Data shown >>
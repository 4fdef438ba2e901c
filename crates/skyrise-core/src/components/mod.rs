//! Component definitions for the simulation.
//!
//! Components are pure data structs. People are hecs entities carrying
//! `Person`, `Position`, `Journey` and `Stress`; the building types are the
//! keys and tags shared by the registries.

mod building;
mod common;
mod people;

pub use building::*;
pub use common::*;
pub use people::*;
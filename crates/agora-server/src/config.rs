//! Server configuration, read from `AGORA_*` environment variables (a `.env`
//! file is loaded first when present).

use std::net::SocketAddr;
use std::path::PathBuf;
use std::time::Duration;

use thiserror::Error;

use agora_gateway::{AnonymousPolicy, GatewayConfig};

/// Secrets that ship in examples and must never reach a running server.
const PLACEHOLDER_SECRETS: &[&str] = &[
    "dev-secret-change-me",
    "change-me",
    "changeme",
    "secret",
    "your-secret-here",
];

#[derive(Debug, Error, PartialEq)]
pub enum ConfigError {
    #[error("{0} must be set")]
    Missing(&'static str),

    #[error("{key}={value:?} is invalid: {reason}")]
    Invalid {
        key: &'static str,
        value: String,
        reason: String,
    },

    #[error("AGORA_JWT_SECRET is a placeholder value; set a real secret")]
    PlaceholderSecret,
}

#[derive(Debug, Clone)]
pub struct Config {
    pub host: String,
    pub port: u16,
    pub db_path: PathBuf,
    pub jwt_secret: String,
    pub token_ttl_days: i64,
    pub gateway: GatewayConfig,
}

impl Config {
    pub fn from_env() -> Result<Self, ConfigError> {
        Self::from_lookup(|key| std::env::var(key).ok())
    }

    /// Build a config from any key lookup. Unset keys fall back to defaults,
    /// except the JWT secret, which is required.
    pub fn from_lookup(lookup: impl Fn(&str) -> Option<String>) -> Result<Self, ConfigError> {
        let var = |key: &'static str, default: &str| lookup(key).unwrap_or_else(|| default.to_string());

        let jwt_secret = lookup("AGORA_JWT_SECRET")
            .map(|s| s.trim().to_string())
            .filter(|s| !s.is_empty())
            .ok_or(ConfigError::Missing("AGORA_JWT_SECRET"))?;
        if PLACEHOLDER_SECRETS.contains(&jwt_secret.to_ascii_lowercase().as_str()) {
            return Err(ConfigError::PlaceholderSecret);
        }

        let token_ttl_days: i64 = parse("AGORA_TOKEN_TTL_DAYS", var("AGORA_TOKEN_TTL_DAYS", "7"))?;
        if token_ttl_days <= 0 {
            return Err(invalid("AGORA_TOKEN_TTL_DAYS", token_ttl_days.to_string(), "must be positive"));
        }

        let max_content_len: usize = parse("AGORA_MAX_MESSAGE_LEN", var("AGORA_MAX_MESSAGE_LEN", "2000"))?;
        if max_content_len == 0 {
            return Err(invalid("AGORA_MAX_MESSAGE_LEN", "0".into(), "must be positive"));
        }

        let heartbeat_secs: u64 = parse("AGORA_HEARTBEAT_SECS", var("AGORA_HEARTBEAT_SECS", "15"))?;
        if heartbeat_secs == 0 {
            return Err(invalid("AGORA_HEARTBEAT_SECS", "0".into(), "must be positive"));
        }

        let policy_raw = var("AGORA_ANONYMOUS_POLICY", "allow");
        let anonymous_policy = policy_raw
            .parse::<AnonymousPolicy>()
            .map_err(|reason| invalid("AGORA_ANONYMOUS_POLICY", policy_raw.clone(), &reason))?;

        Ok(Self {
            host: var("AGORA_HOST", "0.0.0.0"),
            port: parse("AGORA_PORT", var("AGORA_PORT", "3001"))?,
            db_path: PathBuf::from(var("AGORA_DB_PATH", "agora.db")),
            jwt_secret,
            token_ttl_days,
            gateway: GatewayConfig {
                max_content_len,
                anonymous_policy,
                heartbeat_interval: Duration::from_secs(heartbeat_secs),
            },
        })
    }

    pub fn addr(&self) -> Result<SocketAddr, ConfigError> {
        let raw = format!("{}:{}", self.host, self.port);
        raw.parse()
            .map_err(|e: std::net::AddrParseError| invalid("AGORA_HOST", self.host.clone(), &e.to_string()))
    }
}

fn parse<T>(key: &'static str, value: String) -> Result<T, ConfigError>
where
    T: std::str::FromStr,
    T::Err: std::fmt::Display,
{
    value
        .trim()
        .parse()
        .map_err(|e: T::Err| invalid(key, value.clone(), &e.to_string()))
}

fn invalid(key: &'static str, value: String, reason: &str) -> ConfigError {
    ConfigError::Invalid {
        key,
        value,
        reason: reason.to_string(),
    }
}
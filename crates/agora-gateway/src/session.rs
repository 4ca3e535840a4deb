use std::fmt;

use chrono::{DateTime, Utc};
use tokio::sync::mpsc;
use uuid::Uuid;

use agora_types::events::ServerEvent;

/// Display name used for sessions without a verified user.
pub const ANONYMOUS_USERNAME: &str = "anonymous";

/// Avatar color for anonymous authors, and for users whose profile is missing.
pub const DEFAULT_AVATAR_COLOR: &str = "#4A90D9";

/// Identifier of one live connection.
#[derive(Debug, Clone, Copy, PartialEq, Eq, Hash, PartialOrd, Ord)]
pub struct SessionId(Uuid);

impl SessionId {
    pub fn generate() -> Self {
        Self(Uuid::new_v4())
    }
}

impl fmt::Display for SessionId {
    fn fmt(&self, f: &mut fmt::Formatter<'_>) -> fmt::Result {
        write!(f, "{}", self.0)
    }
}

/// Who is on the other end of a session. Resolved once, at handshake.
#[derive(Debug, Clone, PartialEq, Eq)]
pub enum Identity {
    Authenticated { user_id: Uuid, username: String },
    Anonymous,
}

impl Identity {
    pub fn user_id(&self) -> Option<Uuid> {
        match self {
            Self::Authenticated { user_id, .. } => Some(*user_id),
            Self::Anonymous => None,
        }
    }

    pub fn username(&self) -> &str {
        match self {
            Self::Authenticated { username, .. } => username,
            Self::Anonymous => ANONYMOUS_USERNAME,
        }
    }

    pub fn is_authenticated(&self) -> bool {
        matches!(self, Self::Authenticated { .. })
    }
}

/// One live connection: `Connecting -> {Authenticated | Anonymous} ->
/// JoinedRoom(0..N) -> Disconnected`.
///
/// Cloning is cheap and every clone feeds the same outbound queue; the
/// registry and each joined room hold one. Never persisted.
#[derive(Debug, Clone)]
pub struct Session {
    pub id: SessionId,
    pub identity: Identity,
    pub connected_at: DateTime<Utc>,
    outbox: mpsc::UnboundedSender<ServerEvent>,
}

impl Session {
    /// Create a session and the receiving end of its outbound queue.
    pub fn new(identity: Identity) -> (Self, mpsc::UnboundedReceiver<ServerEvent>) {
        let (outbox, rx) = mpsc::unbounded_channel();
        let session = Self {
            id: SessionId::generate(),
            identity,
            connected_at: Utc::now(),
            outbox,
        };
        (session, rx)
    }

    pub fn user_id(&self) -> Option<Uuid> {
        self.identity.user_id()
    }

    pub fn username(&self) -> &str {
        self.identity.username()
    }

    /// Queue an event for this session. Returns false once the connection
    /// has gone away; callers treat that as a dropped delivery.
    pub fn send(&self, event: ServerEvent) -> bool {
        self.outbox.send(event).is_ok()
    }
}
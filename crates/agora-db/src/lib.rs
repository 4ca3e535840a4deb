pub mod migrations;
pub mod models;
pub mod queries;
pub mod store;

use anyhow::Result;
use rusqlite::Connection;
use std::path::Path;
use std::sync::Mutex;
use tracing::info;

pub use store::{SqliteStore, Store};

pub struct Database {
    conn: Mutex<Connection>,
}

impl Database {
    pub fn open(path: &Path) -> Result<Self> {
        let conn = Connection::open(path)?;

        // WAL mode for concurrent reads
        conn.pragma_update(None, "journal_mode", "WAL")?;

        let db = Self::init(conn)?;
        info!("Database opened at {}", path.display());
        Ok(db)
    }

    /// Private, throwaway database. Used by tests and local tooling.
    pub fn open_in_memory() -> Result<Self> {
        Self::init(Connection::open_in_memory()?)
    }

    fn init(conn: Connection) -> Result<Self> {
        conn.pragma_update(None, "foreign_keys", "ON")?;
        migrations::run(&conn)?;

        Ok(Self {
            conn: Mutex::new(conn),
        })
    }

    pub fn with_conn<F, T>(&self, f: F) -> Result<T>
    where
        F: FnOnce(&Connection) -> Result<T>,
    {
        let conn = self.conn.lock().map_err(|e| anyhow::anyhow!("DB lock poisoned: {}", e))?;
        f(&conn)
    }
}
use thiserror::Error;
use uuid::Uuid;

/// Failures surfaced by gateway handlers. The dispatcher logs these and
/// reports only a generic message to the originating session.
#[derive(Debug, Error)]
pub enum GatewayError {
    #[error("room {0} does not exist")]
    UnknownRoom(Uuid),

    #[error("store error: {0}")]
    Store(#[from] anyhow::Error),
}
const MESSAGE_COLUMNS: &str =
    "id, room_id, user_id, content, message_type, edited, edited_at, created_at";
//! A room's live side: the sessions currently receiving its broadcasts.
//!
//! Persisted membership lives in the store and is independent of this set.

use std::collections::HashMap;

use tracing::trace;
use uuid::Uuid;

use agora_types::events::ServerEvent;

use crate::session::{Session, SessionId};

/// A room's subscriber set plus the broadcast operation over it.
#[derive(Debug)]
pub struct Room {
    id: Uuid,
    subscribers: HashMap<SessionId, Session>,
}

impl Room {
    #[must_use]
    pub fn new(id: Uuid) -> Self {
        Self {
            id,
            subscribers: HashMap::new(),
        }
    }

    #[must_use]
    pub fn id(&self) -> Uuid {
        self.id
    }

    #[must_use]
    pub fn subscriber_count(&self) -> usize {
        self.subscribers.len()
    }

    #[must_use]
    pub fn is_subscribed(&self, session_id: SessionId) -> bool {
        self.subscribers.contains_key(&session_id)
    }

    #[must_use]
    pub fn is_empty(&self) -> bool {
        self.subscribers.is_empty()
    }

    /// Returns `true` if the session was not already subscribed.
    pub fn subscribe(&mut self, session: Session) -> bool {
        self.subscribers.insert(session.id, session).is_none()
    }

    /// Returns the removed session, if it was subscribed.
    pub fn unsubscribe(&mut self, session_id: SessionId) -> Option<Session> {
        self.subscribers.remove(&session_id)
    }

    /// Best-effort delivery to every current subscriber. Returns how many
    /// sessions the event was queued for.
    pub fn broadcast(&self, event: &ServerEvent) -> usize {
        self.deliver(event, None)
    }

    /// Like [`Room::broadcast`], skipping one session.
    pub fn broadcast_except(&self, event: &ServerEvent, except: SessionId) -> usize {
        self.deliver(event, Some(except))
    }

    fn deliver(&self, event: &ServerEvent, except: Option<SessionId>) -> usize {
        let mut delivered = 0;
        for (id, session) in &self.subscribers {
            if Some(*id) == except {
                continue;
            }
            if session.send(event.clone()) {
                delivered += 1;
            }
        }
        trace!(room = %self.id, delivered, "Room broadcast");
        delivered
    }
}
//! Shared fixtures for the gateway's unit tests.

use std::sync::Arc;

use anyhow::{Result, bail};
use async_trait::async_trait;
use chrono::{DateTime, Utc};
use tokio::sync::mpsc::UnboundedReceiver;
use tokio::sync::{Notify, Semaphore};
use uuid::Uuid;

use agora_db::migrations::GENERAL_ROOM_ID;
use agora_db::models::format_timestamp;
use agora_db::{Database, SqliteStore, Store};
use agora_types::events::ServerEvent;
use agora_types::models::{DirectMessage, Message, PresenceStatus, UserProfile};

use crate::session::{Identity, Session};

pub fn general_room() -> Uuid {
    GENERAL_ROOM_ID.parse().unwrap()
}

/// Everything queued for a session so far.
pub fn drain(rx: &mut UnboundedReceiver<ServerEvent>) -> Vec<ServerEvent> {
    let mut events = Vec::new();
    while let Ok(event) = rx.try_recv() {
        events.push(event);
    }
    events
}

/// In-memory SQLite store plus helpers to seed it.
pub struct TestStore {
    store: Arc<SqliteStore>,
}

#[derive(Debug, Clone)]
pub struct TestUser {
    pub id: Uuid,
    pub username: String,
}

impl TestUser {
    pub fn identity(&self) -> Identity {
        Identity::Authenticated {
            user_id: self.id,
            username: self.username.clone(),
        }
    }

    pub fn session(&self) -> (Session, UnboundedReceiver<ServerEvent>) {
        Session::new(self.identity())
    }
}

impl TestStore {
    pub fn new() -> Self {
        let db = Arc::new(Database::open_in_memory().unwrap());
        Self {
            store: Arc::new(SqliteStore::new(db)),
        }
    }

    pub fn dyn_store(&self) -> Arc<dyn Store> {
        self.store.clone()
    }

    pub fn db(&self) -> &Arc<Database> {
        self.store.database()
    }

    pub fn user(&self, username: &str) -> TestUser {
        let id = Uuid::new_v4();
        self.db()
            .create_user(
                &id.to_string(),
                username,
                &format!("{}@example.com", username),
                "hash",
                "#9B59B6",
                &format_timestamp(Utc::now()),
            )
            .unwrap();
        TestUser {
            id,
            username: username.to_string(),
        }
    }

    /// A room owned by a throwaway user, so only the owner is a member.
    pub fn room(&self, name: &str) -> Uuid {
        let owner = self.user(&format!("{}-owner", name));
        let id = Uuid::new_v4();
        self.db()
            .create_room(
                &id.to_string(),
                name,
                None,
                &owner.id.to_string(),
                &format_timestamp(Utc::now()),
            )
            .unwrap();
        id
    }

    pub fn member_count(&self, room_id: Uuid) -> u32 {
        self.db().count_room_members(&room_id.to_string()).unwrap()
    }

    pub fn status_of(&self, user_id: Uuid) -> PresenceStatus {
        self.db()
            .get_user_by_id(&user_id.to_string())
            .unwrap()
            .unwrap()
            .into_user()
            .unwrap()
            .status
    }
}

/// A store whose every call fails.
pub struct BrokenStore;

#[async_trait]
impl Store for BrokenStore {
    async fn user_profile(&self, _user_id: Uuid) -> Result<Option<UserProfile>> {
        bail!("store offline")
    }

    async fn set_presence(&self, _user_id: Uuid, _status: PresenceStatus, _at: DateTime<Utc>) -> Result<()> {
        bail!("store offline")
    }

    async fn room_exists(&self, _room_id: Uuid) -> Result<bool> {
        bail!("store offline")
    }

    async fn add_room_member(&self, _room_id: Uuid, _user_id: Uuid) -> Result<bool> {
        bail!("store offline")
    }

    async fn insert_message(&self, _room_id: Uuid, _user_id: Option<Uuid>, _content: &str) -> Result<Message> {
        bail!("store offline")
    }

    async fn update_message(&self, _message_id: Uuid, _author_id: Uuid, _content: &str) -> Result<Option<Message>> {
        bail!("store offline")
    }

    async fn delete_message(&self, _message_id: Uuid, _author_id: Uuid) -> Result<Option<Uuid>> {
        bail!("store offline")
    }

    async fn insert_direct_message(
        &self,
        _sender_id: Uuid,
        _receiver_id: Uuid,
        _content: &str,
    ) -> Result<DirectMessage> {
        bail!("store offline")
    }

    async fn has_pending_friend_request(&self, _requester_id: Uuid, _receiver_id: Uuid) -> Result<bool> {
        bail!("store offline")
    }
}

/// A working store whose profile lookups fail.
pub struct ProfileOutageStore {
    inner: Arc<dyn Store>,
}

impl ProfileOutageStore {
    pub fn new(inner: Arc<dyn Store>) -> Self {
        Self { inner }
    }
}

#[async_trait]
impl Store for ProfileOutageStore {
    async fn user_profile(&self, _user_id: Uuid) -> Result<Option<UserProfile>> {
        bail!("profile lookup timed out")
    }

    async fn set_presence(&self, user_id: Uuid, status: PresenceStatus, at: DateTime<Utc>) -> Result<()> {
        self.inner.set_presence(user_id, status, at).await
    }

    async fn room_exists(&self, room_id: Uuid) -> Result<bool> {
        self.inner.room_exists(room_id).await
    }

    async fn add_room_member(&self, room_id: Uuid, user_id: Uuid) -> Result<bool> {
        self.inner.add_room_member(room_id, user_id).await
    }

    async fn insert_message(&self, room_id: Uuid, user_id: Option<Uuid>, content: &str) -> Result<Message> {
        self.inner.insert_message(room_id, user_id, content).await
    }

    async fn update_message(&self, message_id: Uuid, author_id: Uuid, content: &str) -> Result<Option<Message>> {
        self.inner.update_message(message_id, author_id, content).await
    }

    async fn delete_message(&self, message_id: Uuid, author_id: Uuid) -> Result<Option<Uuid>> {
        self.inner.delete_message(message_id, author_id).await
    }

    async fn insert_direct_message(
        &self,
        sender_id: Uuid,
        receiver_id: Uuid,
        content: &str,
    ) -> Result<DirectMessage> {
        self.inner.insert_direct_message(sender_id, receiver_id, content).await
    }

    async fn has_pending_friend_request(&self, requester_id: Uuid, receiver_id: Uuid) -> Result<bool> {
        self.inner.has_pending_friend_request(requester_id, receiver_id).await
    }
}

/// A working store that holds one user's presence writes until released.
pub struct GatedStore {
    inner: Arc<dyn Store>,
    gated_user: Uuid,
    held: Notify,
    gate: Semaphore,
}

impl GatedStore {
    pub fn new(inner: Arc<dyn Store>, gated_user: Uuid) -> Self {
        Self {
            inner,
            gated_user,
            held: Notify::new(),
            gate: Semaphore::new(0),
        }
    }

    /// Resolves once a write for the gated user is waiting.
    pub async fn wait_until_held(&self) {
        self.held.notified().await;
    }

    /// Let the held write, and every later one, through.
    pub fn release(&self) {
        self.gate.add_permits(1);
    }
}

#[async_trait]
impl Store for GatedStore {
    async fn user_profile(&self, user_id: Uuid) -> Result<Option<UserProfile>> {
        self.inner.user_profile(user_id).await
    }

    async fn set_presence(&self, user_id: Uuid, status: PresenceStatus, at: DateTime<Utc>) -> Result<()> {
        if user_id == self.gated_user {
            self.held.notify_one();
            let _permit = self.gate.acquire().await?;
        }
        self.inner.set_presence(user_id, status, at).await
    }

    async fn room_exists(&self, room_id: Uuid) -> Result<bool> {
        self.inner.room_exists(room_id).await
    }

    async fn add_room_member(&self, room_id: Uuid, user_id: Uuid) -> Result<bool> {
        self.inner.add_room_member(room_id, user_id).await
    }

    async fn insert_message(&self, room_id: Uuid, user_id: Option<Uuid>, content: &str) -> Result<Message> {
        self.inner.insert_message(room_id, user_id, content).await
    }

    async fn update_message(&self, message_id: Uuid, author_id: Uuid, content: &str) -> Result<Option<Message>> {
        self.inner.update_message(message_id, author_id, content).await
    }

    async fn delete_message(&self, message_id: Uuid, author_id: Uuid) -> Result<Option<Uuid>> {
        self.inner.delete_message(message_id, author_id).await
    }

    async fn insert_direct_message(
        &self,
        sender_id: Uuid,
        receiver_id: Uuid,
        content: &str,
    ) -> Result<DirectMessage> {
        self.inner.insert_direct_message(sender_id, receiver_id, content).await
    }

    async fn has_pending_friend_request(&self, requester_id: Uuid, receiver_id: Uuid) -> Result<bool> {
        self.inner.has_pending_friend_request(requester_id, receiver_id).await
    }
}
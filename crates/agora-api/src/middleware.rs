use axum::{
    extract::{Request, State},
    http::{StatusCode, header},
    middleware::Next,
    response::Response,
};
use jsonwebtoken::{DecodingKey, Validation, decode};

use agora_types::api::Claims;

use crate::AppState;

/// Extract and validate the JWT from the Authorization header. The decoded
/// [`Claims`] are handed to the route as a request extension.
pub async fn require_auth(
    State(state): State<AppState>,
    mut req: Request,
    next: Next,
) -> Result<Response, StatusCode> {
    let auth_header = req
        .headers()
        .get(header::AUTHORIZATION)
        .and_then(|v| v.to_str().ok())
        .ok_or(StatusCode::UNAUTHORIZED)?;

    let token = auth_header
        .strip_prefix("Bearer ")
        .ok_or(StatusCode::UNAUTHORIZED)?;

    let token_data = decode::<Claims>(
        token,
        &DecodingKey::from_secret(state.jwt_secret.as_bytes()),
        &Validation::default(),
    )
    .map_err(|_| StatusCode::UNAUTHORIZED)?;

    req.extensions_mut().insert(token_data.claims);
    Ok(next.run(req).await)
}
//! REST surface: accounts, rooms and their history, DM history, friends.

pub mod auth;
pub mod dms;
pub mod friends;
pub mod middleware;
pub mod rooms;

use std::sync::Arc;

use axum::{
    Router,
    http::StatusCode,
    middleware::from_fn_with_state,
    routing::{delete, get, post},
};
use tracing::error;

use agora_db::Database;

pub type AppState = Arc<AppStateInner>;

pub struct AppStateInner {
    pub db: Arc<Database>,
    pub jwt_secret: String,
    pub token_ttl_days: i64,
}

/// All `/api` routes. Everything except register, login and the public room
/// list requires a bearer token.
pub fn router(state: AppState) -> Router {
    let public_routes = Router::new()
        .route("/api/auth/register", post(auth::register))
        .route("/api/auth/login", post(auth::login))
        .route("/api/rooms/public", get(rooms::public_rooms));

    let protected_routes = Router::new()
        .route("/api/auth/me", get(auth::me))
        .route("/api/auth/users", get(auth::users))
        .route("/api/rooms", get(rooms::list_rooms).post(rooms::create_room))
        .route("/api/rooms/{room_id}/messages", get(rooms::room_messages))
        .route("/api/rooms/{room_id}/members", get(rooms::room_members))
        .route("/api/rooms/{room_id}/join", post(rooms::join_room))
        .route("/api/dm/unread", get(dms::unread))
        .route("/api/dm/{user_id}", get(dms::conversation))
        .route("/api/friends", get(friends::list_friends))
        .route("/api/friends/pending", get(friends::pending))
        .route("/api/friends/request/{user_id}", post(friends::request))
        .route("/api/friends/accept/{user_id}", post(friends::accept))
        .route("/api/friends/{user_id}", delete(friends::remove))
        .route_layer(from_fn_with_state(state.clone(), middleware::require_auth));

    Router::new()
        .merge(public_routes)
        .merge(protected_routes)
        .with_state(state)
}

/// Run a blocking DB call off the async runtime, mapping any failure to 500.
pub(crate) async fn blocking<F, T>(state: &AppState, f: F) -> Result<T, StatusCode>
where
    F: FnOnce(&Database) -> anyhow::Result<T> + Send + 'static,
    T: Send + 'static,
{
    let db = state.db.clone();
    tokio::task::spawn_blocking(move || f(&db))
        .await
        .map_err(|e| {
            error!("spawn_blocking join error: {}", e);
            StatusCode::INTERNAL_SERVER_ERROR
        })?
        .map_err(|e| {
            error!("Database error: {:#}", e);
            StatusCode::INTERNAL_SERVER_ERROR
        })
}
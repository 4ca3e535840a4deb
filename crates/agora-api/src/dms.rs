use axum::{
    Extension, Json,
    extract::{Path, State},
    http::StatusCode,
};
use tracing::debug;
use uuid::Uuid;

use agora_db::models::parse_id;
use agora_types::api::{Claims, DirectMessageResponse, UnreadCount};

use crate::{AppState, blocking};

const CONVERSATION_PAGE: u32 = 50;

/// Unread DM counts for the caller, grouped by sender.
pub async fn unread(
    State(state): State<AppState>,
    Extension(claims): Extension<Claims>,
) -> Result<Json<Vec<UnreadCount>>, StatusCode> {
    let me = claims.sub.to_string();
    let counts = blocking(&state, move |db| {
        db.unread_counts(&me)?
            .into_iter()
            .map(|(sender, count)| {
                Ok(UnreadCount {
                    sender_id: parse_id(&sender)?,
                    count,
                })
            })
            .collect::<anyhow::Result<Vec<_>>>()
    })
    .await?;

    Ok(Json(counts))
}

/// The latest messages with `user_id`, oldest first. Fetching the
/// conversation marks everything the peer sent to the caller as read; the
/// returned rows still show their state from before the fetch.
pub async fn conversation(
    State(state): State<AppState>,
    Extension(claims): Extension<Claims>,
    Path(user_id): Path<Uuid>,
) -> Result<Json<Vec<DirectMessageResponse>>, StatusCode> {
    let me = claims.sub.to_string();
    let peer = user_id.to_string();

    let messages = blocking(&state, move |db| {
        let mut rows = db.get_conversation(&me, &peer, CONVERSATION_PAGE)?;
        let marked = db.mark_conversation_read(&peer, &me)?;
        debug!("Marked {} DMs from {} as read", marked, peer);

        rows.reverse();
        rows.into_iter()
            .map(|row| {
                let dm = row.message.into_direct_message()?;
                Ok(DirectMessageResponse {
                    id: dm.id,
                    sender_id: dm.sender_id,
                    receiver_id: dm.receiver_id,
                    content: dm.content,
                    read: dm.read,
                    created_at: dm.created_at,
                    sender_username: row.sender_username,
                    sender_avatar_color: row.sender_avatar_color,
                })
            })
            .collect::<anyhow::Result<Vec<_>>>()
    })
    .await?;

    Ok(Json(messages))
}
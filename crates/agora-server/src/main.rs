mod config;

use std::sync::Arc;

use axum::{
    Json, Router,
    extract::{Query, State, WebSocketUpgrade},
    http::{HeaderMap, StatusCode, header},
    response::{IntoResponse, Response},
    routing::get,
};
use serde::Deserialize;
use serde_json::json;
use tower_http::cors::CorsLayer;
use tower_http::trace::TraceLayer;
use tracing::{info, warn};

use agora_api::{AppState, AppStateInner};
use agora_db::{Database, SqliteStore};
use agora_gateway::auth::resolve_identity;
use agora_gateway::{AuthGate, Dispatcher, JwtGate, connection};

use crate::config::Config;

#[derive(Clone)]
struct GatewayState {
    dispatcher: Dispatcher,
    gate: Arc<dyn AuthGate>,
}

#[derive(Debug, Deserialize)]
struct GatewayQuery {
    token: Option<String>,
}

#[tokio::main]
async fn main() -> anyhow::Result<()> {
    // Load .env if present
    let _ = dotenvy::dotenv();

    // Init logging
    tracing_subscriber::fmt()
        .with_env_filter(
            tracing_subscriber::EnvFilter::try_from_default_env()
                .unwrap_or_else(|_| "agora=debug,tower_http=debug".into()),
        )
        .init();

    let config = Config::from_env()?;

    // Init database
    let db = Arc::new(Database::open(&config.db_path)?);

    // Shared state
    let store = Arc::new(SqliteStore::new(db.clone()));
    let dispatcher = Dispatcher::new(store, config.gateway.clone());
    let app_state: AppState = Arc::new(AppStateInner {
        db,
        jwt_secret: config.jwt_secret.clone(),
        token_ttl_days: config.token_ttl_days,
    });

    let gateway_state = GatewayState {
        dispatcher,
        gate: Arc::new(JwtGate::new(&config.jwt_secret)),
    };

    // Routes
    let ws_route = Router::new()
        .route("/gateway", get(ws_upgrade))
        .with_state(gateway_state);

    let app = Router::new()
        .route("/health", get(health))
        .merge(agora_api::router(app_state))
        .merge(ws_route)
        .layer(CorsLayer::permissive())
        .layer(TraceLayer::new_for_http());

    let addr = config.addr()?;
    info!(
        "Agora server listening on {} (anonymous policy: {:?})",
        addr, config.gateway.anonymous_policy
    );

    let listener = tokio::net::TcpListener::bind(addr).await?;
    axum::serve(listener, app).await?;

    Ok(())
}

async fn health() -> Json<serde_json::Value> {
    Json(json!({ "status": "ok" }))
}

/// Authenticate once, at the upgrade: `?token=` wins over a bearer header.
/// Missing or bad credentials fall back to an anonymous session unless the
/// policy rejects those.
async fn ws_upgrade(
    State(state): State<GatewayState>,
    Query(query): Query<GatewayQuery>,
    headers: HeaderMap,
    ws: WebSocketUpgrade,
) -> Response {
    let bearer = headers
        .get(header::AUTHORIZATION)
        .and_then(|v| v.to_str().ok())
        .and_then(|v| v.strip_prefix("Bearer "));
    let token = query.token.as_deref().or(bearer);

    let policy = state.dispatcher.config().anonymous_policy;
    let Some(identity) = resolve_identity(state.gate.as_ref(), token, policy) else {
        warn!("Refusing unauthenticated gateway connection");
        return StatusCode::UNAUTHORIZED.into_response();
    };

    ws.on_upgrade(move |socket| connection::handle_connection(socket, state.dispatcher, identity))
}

Work request >> Report every line of the data above that contains the string "only" by copying it in full.

Response area >>
/// reports only a generic message to the originating session.
    /// A room owned by a throwaway user, so only the owner is a member.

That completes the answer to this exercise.